* **WORK REQUEST**:
Across all the records, filter for lines with the word "impl" and copy them.

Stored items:
--

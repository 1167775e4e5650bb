use domain::{DomainError, RepositoryError};
use thiserror::Error;

#[derive(Debug, Error)]
pub enum ApplicationError {
    #[error(transparent)]
    Domain(#[from] DomainError),
    #[error("repository error: {0}")]
    Repository(RepositoryError),
    #[error("{operation} timed out")]
    Timeout { operation: &'static str },
}

/// 面向调用方的错误分类
#[derive(Debug, Clone, Copy, PartialEq, Eq)]
pub enum ErrorKind {
    /// 输入缺失或格式错误，调用方可修正
    Validation,
    NotFound,
    Conflict,
    /// 套餐不具备所需权限
    Authorization,
    /// 事务或存储故障
    Database,
    /// 无法从连接池获得连接
    Connection,
}

impl ApplicationError {
    pub fn validation(field: &str, message: &str) -> Self {
        DomainError::validation_error(field, message).into()
    }

    pub fn kind(&self) -> ErrorKind {
        match self {
            ApplicationError::Domain(DomainError::ValidationError { .. }) => ErrorKind::Validation,
            ApplicationError::Domain(DomainError::ResourceNotFound { .. }) => ErrorKind::NotFound,
            ApplicationError::Domain(DomainError::ResourceAlreadyExists { .. }) => {
                ErrorKind::Conflict
            }
            ApplicationError::Domain(DomainError::PermissionDenied { .. }) => {
                ErrorKind::Authorization
            }
            ApplicationError::Repository(RepositoryError::NotFound) => ErrorKind::NotFound,
            ApplicationError::Repository(RepositoryError::Conflict { .. }) => ErrorKind::Conflict,
            ApplicationError::Repository(RepositoryError::Unavailable { .. }) => {
                ErrorKind::Connection
            }
            ApplicationError::Repository(RepositoryError::Storage { .. }) => ErrorKind::Database,
            ApplicationError::Timeout { .. } => ErrorKind::Database,
        }
    }

    /// 调用方可修正的错误；其余为后端故障
    pub fn is_client_error(&self) -> bool {
        matches!(
            self.kind(),
            ErrorKind::Validation
                | ErrorKind::NotFound
                | ErrorKind::Conflict
                | ErrorKind::Authorization
        )
    }
}

impl From<RepositoryError> for ApplicationError {
    fn from(value: RepositoryError) -> Self {
        ApplicationError::Repository(value)
    }
}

--

* **RESULT FOR THIS TASK**:
impl ApplicationError {
impl From<RepositoryError> for ApplicationError {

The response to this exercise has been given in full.